Personal information
- Full name: Javier Moreno Sánchez
- Date of birth: 20 June 1997 (age 28)
- Place of birth: Almería, Spain
- Height: 1.75 m (5 ft 9 in)
- Position: Winger

Team information
- Current team: Pyunik
- Number: 10

Youth career
- 2010–2011: Oriente
- 2011–2012: Los Molinos
- 2012–2014: La Cañada
- 2014–2015: Los Molinos
- 2015–2016: Almería

Senior career*
- Years: Team / Apps / (Gls)
- 2014–2015: Los Molinos / 3 / (0)
- 2015–2019: Almería B / 69 / (5)
- 2019–2021: UCAM Murcia / 38 / (4)
- 2021–2022: ŁKS Łódź / 31 / (0)
- 2022: ŁKS Łódź II / 9 / (4)
- 2023: UCAM Murcia / 20 / (2)
- 2023: Atlético Baleares / 9 / (0)
- 2024–2025: Hércules / 52 / (7)
- 2025–: Pyunik / 27 / (5)

= Javi Moreno (footballer, born 1997) =

Spanish footballer

Javier "Javi" Moreno Sánchez (born 20 June 1997) is a Spanish professional footballer who plays as a left winger for Armenian Premier League club Pyunik.

==Club career==
Born in Almería, Andalusia, Moreno started his career with CD Oriente, and subsequently represented Los Molinos CF and La Cañada Atlético CF. In July 2014 he returned to Los Molinos, and made his first-team debut on 23 August by starting in a 0–1 Tercera División home loss against UD San Pedro.

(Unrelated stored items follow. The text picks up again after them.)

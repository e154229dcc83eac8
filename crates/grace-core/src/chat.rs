//! Chat message types for conversation history.

use serde::{Deserialize, Deserializer, Serialize};
use serde_json::Value;

/// Content of the synthetic first turn added by the opening greeting.
pub const OPENING_GREETING: &str = "Hello";

/// Role of a message sent to the completion provider.
#[derive(Debug, Clone, Copy, PartialEq, Eq, Serialize, Deserialize)]
#[serde(rename_all = "lowercase")]
pub enum Role {
    /// User message (input/prompt).
    User,
    /// Assistant message (response).
    Assistant,
}

/// A role-tagged message in the provider conversation.
#[derive(Debug, Clone, PartialEq, Eq, Serialize, Deserialize)]
pub struct Message {
    /// Role of this message.
    pub role: Role,
    /// Message content.
    pub content: String,
}

impl Message {
    /// Create a new message.
    pub fn new(role: Role, content: impl Into<String>) -> Self {
        Self {
            role,
            content: content.into(),
        }
    }

    /// Create a user message.
    pub fn user(content: impl Into<String>) -> Self {
        Self::new(Role::User, content)
    }

    /// Create an assistant message.
    pub fn assistant(content: impl Into<String>) -> Self {
        Self::new(Role::Assistant, content)
    }
}

/// One round of prior conversation. Either side may be missing.
///
/// Deserializes from a `[user, assistant]` pair. Anything that does not look
/// like a pair becomes an empty turn instead of failing the request.
#[derive(Debug, Clone, Default, PartialEq, Eq)]
pub struct ChatTurn {
    pub user: Option<String>,
    pub assistant: Option<String>,
}

impl ChatTurn {
    /// Create a turn from both sides.
    pub fn pair(user: impl Into<String>, assistant: impl Into<String>) -> Self {
        Self {
            user: Some(user.into()),
            assistant: Some(assistant.into()),
        }
    }

    /// Build a turn from a JSON value, coercing each side with [`text_from_value`].
    pub fn from_value(value: &Value) -> Self {
        match value {
            Value::Array(sides) => Self {
                user: sides.first().and_then(text_from_value),
                assistant: sides.get(1).and_then(text_from_value),
            },
            _ => Self::default(),
        }
    }

    /// User text, if present and non-empty.
    pub fn user_text(&self) -> Option<&str> {
        self.user.as_deref().filter(|text| !text.is_empty())
    }

    /// Assistant text, if present and non-empty.
    pub fn assistant_text(&self) -> Option<&str> {
        self.assistant.as_deref().filter(|text| !text.is_empty())
    }
}

impl<'de> Deserialize<'de> for ChatTurn {
    fn deserialize<D: Deserializer<'de>>(deserializer: D) -> Result<Self, D::Error> {
        let value = Value::deserialize(deserializer)?;
        Ok(Self::from_value(&value))
    }
}

/// Ordered conversation history, oldest turn first.
#[derive(Debug, Clone, Default, PartialEq, Eq)]
pub struct ConversationHistory(Vec<ChatTurn>);

impl ConversationHistory {
    pub fn new(turns: Vec<ChatTurn>) -> Self {
        Self(turns)
    }

    /// Build a history from a JSON value. Non-arrays yield an empty history.
    pub fn from_value(value: &Value) -> Self {
        match value {
            Value::Array(turns) => Self(turns.iter().map(ChatTurn::from_value).collect()),
            _ => Self::default(),
        }
    }

    pub fn len(&self) -> usize {
        self.0.len()
    }

    pub fn is_empty(&self) -> bool {
        self.0.is_empty()
    }

    pub fn first(&self) -> Option<&ChatTurn> {
        self.0.first()
    }

    pub fn iter(&self) -> impl Iterator<Item = &ChatTurn> {
        self.0.iter()
    }
}

impl From<Vec<ChatTurn>> for ConversationHistory {
    fn from(turns: Vec<ChatTurn>) -> Self {
        Self(turns)
    }
}

impl<'de> Deserialize<'de> for ConversationHistory {
    fn deserialize<D: Deserializer<'de>>(deserializer: D) -> Result<Self, D::Error> {
        let value = Value::deserialize(deserializer)?;
        Ok(Self::from_value(&value))
    }
}

/// Coerce a loosely typed JSON value into message text.
///
/// Returns `None` for values that count as empty: `null`, `""`, `false`,
/// zero, and empty arrays or objects. Strings are kept as-is, other scalars
/// use their display form and containers their JSON encoding.
pub fn text_from_value(value: &Value) -> Option<String> {
    match value {
        Value::Null | Value::Bool(false) => None,
        Value::Bool(true) => Some("true".to_string()),
        Value::String(text) if text.is_empty() => None,
        Value::String(text) => Some(text.clone()),
        Value::Number(number) if number.as_f64() == Some(0.0) => None,
        Value::Number(number) => Some(number.to_string()),
        Value::Array(items) if items.is_empty() => None,
        Value::Object(fields) if fields.is_empty() => None,
        Value::Array(_) | Value::Object(_) => Some(value.to_string()),
    }
}

/// Turns a current message plus history into the provider message sequence.
#[derive(Debug, Clone, Copy, Default)]
pub struct MessageNormalizer {
    opening_greeting: bool,
}

impl MessageNormalizer {
    pub fn new() -> Self {
        Self::default()
    }

    /// Prepend a synthetic `"Hello"` user message when the history is empty
    /// or its first turn has no user side.
    pub fn with_opening_greeting(mut self, enabled: bool) -> Self {
        self.opening_greeting = enabled;
        self
    }

    pub fn opening_greeting(&self) -> bool {
        self.opening_greeting
    }

    /// Build the message sequence. The current message is always last.
    pub fn normalize(&self, current_message: &str, history: &ConversationHistory) -> Vec<Message> {
        let mut messages = Vec::with_capacity(history.len() * 2 + 2);

        if self.opening_greeting
            && history
                .first()
                .map_or(true, |turn| turn.user_text().is_none())
        {
            messages.push(Message::user(OPENING_GREETING));
        }

        for turn in history.iter() {
            if let Some(text) = turn.user_text() {
                messages.push(Message::user(text));
            }
            if let Some(text) = turn.assistant_text() {
                messages.push(Message::assistant(text));
            }
        }

        messages.push(Message::user(current_message));
        messages
    }
}

/// Normalize with the default settings (no opening greeting).
pub fn normalize(current_message: &str, history: &ConversationHistory) -> Vec<Message> {
    MessageNormalizer::default().normalize(current_message, history)
}

#[cfg(test)]
mod tests {
    use super::*;
    use serde_json::json;

    #[test]
    fn test_normalize_interleaves_history_and_appends_current() {
        let history = ConversationHistory::new(vec![ChatTurn::pair("Hi", "Peace to you")]);
        let messages = normalize("Hello", &history);

        assert_eq!(
            messages,
            vec![
                Message::user("Hi"),
                Message::assistant("Peace to you"),
                Message::user("Hello"),
            ]
        );
    }

    #[test]
    fn test_normalize_skips_empty_sides() {
        let history = ConversationHistory::new(vec![
            ChatTurn {
                user: None,
                assistant: Some("Welcome".to_string()),
            },
            ChatTurn {
                user: Some("I feel lost".to_string()),
                assistant: Some(String::new()),
            },
            ChatTurn::default(),
        ]);
        let messages = normalize("Can you help?", &history);

        assert_eq!(
            messages,
            vec![
                Message::assistant("Welcome"),
                Message::user("I feel lost"),
                Message::user("Can you help?"),
            ]
        );
    }

    #[test]
    fn test_normalize_empty_history() {
        let messages = normalize("Hello", &ConversationHistory::default());
        assert_eq!(messages, vec![Message::user("Hello")]);
    }

    #[test]
    fn test_current_message_is_always_last() {
        let histories = [
            json!([]),
            json!([["a", "b"], ["c", null]]),
            json!([[null, "only assistant"]]),
            json!([["x", "y"], "garbage", 42]),
        ];

        for raw in histories {
            let history = ConversationHistory::from_value(&raw);
            let messages = normalize("current", &history);
            assert_eq!(messages.last(), Some(&Message::user("current")));
        }
    }

    #[test]
    fn test_opening_greeting_when_history_empty() {
        let normalizer = MessageNormalizer::new().with_opening_greeting(true);
        assert!(normalizer.opening_greeting());
        assert!(!MessageNormalizer::default().opening_greeting());
        let messages = normalizer.normalize("How are you?", &ConversationHistory::default());

        assert_eq!(
            messages,
            vec![Message::user(OPENING_GREETING), Message::user("How are you?")]
        );
    }

    #[test]
    fn test_opening_greeting_when_first_turn_has_no_user() {
        let normalizer = MessageNormalizer::new().with_opening_greeting(true);
        let history = ConversationHistory::from_value(&json!([[null, "Hi, I'm Grace."]]));
        let messages = normalizer.normalize("Hello Grace", &history);

        assert_eq!(messages[0], Message::user(OPENING_GREETING));
        assert_eq!(messages[1], Message::assistant("Hi, I'm Grace."));
    }

    #[test]
    fn test_opening_greeting_skipped_when_first_turn_has_user() {
        let normalizer = MessageNormalizer::new().with_opening_greeting(true);
        let history = ConversationHistory::new(vec![ChatTurn::pair("Hi", "Peace to you")]);
        let messages = normalizer.normalize("Hello", &history);

        assert_eq!(messages[0], Message::user("Hi"));
        assert_eq!(messages.len(), 3);
    }

    #[test]
    fn test_history_deserialization_is_lenient() {
        let history: ConversationHistory =
            serde_json::from_value(json!([["Hi", null], [null, "Hello"], "oops", [7]])).unwrap();

        assert_eq!(history.len(), 4);
        assert_eq!(history.first().unwrap().user_text(), Some("Hi"));
        assert_eq!(history.iter().nth(2), Some(&ChatTurn::default()));
        assert_eq!(history.iter().nth(3).unwrap().user_text(), Some("7"));

        let missing: ConversationHistory = serde_json::from_value(json!(null)).unwrap();
        assert!(missing.is_empty());
    }

    #[test]
    fn test_text_from_value() {
        assert_eq!(text_from_value(&json!("Hello")), Some("Hello".to_string()));
        assert_eq!(text_from_value(&json!(42)), Some("42".to_string()));
        assert_eq!(text_from_value(&json!(true)), Some("true".to_string()));
        assert_eq!(text_from_value(&json!("")), None);
        assert_eq!(text_from_value(&json!(null)), None);
        assert_eq!(text_from_value(&json!(false)), None);
        assert_eq!(text_from_value(&json!(0)), None);
        assert_eq!(text_from_value(&json!([])), None);
        assert_eq!(text_from_value(&json!({})), None);
    }

    #[test]
    fn test_role_serialization() {
        let json = serde_json::to_value(Message::assistant("Be still.")).unwrap();
        assert_eq!(json, json!({"role": "assistant", "content": "Be still."}));
    }
}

In January 2015, after three appearances with the main squad, Moreno signed for UD Almería and returned to youth football. He first appeared with the reserves on 20 December 2015, coming on as a half-time substitute for Kiu in a 1–3 away loss against Real Betis B in the Segunda División B.

On 28 August 2016 Moreno scored his first senior goal, netting his team's second in a 4–1 home routing of CD Alhaurino. The following 29 March, he suffered a serious knee injury and remained sidelined for seven months.

On 21 August 2019, Moreno signed for UCAM Murcia CF in the third level. On 8 June 2021, he moved abroad for the first time in his career after agreeing to a contract with Polish I liga side ŁKS Łódź.

On 26 June 2025, Moreno signed a contract with Pyunik.